In: Finance
A 20-year semi-annual bond has just been issued with its coupon rate set at the current market yield of 6 percent. How much would the price of the bond change (in percentage terms) if the market yield suddenly fell by 50 basis points? How much would the price change if the yield rose by 50 basis points?
(a)-Change (in percentage terms) if the market yield suddenly fell by 50 basis points = 6.02%
(b)-Change (in percentage terms) if the market yield rose by 50 basis points = -5.55% (Negative)
Workings
Change (in percentage terms) if the market yield suddenly fell by 50 basis points
Face Value of the bond = $1,000
Semi-annual Coupon Amount = $30 [$1,000 x 6% x ½]
Semi-annual Yield to Maturity = 2.75% [(6% - 0.50%) x ½]
Maturity Period = 40 Years [20 Years x 2]
The Price of the Bond = Present Value of the Coupon Payments + Present Value of the face Value
= $30[PVIFA 2.75%, 40 Years] + $1,000[PVIF 2.75%, 40 Years]
= [$30 x 24.07810] + [$1,000 x 0.33785]
= $722.35 + $337.85
= $1,060.20
Percentage change in the price of Bond = [(Current Price – Face Value) / Face Value] x 100
= [($1,060.20 - $1,000) / $1,000] x 100
= [$60.20 / $1,000] x 100
= 6.02%
Change (in percentage terms) if the market yield rose by 50 basis points
Face Value of the bond = $1,000
Semi-annual Coupon Amount = $30 [$1,000 x 6% x ½]
Semi-annual Yield to Maturity = 3.25% [(6% + 0.50%) x ½]
Maturity Period = 40 Years [20 Years x 2]
The Price of the Bond = Present Value of the Coupon Payments + Present Value of the face Value
= $30[PVIFA 3.25%, 40 Years] + $1,000[PVIF 3.25%, 40 Years]
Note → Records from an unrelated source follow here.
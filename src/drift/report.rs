// Copyright (C) 2026 Michael Wilson <mike@mdwn.dev>
//
// This program is free software: you can redistribute it and/or modify it under
// the terms of the GNU General Public License as published by the Free Software
// Foundation, version 3.
//
// This program is distributed in the hope that it will be useful, but WITHOUT
// ANY WARRANTY; without even the implied warranty of MERCHANTABILITY or FITNESS
// FOR A PARTICULAR PURPOSE. See the GNU General Public License for more details.
//
// You should have received a copy of the GNU General Public License along with
// this program. If not, see <https://www.gnu.org/licenses/>.
//
use std::collections::HashSet;
use std::fmt;
use std::fs;
use std::path::Path;

use serde::{Deserialize, Serialize};
use tracing::info;

use crate::error::SyncError;
use crate::tempo::TempoCorrection;

/// The widest recommended sync interval in bars.
const WIDEST_INTERVAL: usize = 8;

const HEAVY_RULE_WIDTH: usize = 70;
const LIGHT_RULE_WIDTH: usize = 40;
const TABLE_RULE_WIDTH: usize = 80;

/// How far the local tempo has wandered from the score tempo.
#[derive(Debug, Clone, Copy, PartialEq, Eq, Hash, Serialize, Deserialize)]
#[serde(rename_all = "lowercase")]
pub enum DriftSeverity {
    /// Under 1%.
    Stable,
    /// 1% to 3%.
    Minor,
    /// 3% to 5%.
    Moderate,
    /// 5% to 10%.
    Significant,
    /// 10% and above.
    Severe,
}

impl DriftSeverity {
    /// Classifies a drift percentage. The sign is ignored.
    pub fn from_percent(drift_percent: f64) -> DriftSeverity {
        let abs_drift = drift_percent.abs();
        if abs_drift < 1.0 {
            DriftSeverity::Stable
        } else if abs_drift < 3.0 {
            DriftSeverity::Minor
        } else if abs_drift < 5.0 {
            DriftSeverity::Moderate
        } else if abs_drift < 10.0 {
            DriftSeverity::Significant
        } else {
            DriftSeverity::Severe
        }
    }

    /// Moderate or worse.
    pub fn needs_attention(&self) -> bool {
        matches!(
            self,
            DriftSeverity::Moderate | DriftSeverity::Significant | DriftSeverity::Severe
        )
    }
}

impl fmt::Display for DriftSeverity {
    fn fmt(&self, f: &mut fmt::Formatter<'_>) -> fmt::Result {
        let s = match self {
            DriftSeverity::Stable => "stable",
            DriftSeverity::Minor => "minor",
            DriftSeverity::Moderate => "moderate",
            DriftSeverity::Significant => "significant",
            DriftSeverity::Severe => "severe",
        };
        // Pad so the drift table can right-align the value.
        f.pad(s)
    }
}

/// Drift measured at a single bar.
#[derive(Debug, Clone, PartialEq, Serialize, Deserialize)]
pub struct BarDriftInfo {
    pub bar: usize,
    /// Where the bar should start at the score tempo, relative to the first beat.
    pub expected_time: f64,
    /// Where the bar actually starts, relative to the first beat.
    pub actual_time: f64,
    pub local_tempo: f64,
    pub original_tempo: f64,
}

impl BarDriftInfo {
    pub fn drift_seconds(&self) -> f64 {
        self.actual_time - self.expected_time
    }

    /// Deviation of the local tempo from the score tempo in percent.
    pub fn drift_percent(&self) -> f64 {
        if self.original_tempo <= 0.0 {
            return 0.0;
        }
        (self.local_tempo - self.original_tempo) / self.original_tempo * 100.0
    }

    pub fn severity(&self) -> DriftSeverity {
        DriftSeverity::from_percent(self.drift_percent())
    }
}

/// Maps a stability score to the number of bars that can safely pass between sync points.
pub fn recommended_interval(stability_score: f64) -> usize {
    if stability_score >= 0.9 {
        WIDEST_INTERVAL
    } else if stability_score >= 0.7 {
        4
    } else if stability_score >= 0.5 {
        2
    } else {
        1
    }
}

/// Summary of a drift analysis run.
#[derive(Debug, Clone, PartialEq, Serialize, Deserialize)]
pub struct DriftReport {
    pub bar_drifts: Vec<BarDriftInfo>,
    /// Mean of the absolute drift percentages.
    pub avg_drift_percent: f64,
    /// Largest absolute drift percentage.
    pub max_drift_percent: f64,
    pub max_drift_bar: usize,
    pub total_bars_analyzed: usize,
    /// Bars rated moderate or worse.
    pub bars_with_significant_drift: Vec<usize>,
    /// Fraction of bars rated stable or minor.
    pub tempo_stability_score: f64,
    pub recommended_sync_interval: usize,
    /// Set when the detected tempo was folded back into the score's octave.
    #[serde(default)]
    pub tempo_correction: Option<TempoCorrection>,
    /// Bars that received a sync point.
    #[serde(default)]
    pub sync_bars: Vec<usize>,
}

impl DriftReport {
    /// A report for a run where no bar could be analyzed.
    pub fn empty() -> DriftReport {
        DriftReport {
            bar_drifts: Vec::new(),
            avg_drift_percent: 0.0,
            max_drift_percent: 0.0,
            max_drift_bar: 0,
            total_bars_analyzed: 0,
            bars_with_significant_drift: Vec::new(),
            tempo_stability_score: 1.0,
            recommended_sync_interval: WIDEST_INTERVAL,
            tempo_correction: None,
            sync_bars: Vec::new(),
        }
    }

    /// Aggregates per-bar drift into a report. Bars are kept in the order given.
    pub fn from_bar_drifts(bar_drifts: Vec<BarDriftInfo>) -> DriftReport {
        if bar_drifts.is_empty() {
            return DriftReport::empty();
        }

        let count = bar_drifts.len();
        let mut total = 0.0;
        let mut max_drift = f64::NEG_INFINITY;
        let mut max_drift_bar = 0;
        let mut stable_count = 0;
        let mut significant = Vec::new();

        for drift in &bar_drifts {
            let abs_drift = drift.drift_percent().abs();
            total += abs_drift;
            if abs_drift > max_drift {
                max_drift = abs_drift;
                max_drift_bar = drift.bar;
            }

            let severity = drift.severity();
            if severity.needs_attention() {
                significant.push(drift.bar);
            } else {
                stable_count += 1;
            }
        }

        let stability_score = stable_count as f64 / count as f64;
        let avg_drift = total / count as f64;

        info!(
            bars = count,
            avg_drift = format!("{:.2}%", avg_drift),
            max_drift = format!("{:.2}%", max_drift),
            stability = format!("{:.0}%", stability_score * 100.0),
            "Drift analysis complete"
        );

        DriftReport {
            bar_drifts,
            avg_drift_percent: avg_drift,
            max_drift_percent: max_drift,
            max_drift_bar,
            total_bars_analyzed: count,
            bars_with_significant_drift: significant,
            tempo_stability_score: stability_score,
            recommended_sync_interval: recommended_interval(stability_score),
            tempo_correction: None,
            sync_bars: Vec::new(),
        }
    }

    /// Attaches the tempo correction that preceded this analysis.
    pub fn with_tempo_correction(mut self, correction: TempoCorrection) -> DriftReport {
        self.tempo_correction = Some(correction);
        self
    }

    /// Records which bars received sync points so the drift table can mark them.
    pub fn with_sync_bars(mut self, sync_bars: Vec<usize>) -> DriftReport {
        self.sync_bars = sync_bars;
        self
    }

    fn applied_correction(&self) -> Option<&TempoCorrection> {
        self.tempo_correction
            .as_ref()
            .filter(|correction| correction.is_applied())
    }

    /// Short summary for the command line.
    pub fn summary_lines(&self) -> Vec<String> {
        let mut lines = vec![
            format!("Bars analyzed: {}", self.total_bars_analyzed),
            format!("Average drift: {:+.2}%", self.avg_drift_percent),
            format!(
                "Maximum drift: {:+.2}% at bar {}",
                self.max_drift_percent, self.max_drift_bar
            ),
            format!(
                "Stability score: {:.0}%",
                self.tempo_stability_score * 100.0
            ),
            format!(
                "Recommended sync interval: every {} bar(s)",
                self.recommended_sync_interval
            ),
        ];

        if let Some(correction) = self.applied_correction() {
            lines.push(format!(
                "Tempo correction: {:.1} -> {:.1} BPM",
                correction.original_bpm, correction.corrected_bpm
            ));
        }
        if !self.bars_with_significant_drift.is_empty() {
            lines.push(format!(
                "Bars needing attention: {}",
                self.bars_with_significant_drift.len()
            ));
        }
        lines
    }

    /// The full bar-by-bar report.
    pub fn render(&self) -> String {
        let heavy = "=".repeat(HEAVY_RULE_WIDTH);
        let light = "-".repeat(LIGHT_RULE_WIDTH);

        let mut lines = vec![
            heavy.clone(),
            "TEMPO DRIFT ANALYSIS REPORT".to_string(),
            heavy.clone(),
            String::new(),
        ];

        match self.applied_correction() {
            Some(correction) => {
                lines.push("TEMPO CORRECTION APPLIED".to_string());
                lines.push(light.clone());
                lines.push(format!(
                    "Original detected BPM: {:.1}",
                    correction.original_bpm
                ));
                lines.push(format!(
                    "Corrected BPM:         {:.1}",
                    correction.corrected_bpm
                ));
                lines.push(format!(
                    "Correction type:       {}",
                    correction.description()
                ));
            }
            None => {
                lines.push("TEMPO CORRECTION: None applied".to_string());
                lines.push(light.clone());
                lines.push("Detected BPM matches expected tempo range".to_string());
            }
        }
        lines.push(String::new());

        lines.push("SUMMARY".to_string());
        lines.push(light.clone());
        lines.extend(self.summary_lines());
        if !self.sync_bars.is_empty() {
            lines.push(format!("Sync points placed: {} bars", self.sync_bars.len()));
        }

        lines.extend([
            String::new(),
            heavy.clone(),
            "BAR-BY-BAR DRIFT ANALYSIS".to_string(),
            heavy.clone(),
            String::new(),
            format!(
                "{:>6} | {:>10} | {:>10} | {:>10} | {:>10} | {:>12} | {:>6}",
                "Bar", "Expected", "Actual", "Local BPM", "Drift %", "Severity", "Sync"
            ),
            "-".repeat(TABLE_RULE_WIDTH),
        ]);

        let sync_bars: HashSet<usize> = self.sync_bars.iter().copied().collect();
        for drift in &self.bar_drifts {
            let marker = if sync_bars.contains(&drift.bar) {
                "<<SYNC"
            } else {
                ""
            };
            lines.push(format!(
                "{:>6} | {:>10.3} | {:>10.3} | {:>10.2} | {:>+10.2} | {:>12} | {}",
                drift.bar,
                drift.expected_time,
                drift.actual_time,
                drift.local_tempo,
                drift.drift_percent(),
                drift.severity(),
                marker
            ));
        }

        let tab_bpm = self
            .bar_drifts
            .first()
            .map(|drift| format!("{:.1}", drift.original_tempo))
            .unwrap_or_else(|| "N/A".to_string());

        lines.extend([
            String::new(),
            heavy.clone(),
            "LEGEND".to_string(),
            light,
            "Expected: Time in seconds based on tab tempo".to_string(),
            "Actual: Time in seconds from detected beats".to_string(),
            "Local BPM: Detected tempo at this bar position".to_string(),
            format!("Tab BPM: {}", tab_bpm),
            "Sync: <<SYNC indicates a sync point was placed at this bar".to_string(),
            String::new(),
            "Severity Levels:".to_string(),
            "  STABLE:      < 1% drift".to_string(),
            "  MINOR:       1-3% drift".to_string(),
            "  MODERATE:    3-5% drift".to_string(),
            "  SIGNIFICANT: 5-10% drift".to_string(),
            "  SEVERE:      > 10% drift".to_string(),
            String::new(),
            heavy,
        ]);

        lines.join("\n")
    }

    /// Writes the rendered report to a file.
    pub fn write_to_file(&self, path: &Path) -> Result<(), SyncError> {
        fs::write(path, self.render())?;
        info!(path = %path.display(), "Drift report written");
        Ok(())
    }
}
= [$30 x 22.20843] + [$1,000 x 0.27823]
= $666.25 + $278.23
= $944.48
Percentage change in the price of Bond = [(Current Price – Face Value) / Face Value] x 100
= [($944.48 - $1,000) / $1,000] x 100
= [-$55.52 / $1,000] x 100
= -5.55% (Negative)
NOTE
-The formula for calculating the Present Value Annuity Inflow Factor (PVIFA) is [{1 - (1 / (1 + r)n} / r], where “r” is the Yield to Maturity of the Bond and “n” is the number of maturity periods of the Bond.
--The formula for calculating the Present Value Inflow Factor (PVIF) is [1 / (1 + r)n], where “r” is the Yield to Maturity of the Bond and “n” is the number of maturity periods of the Bond.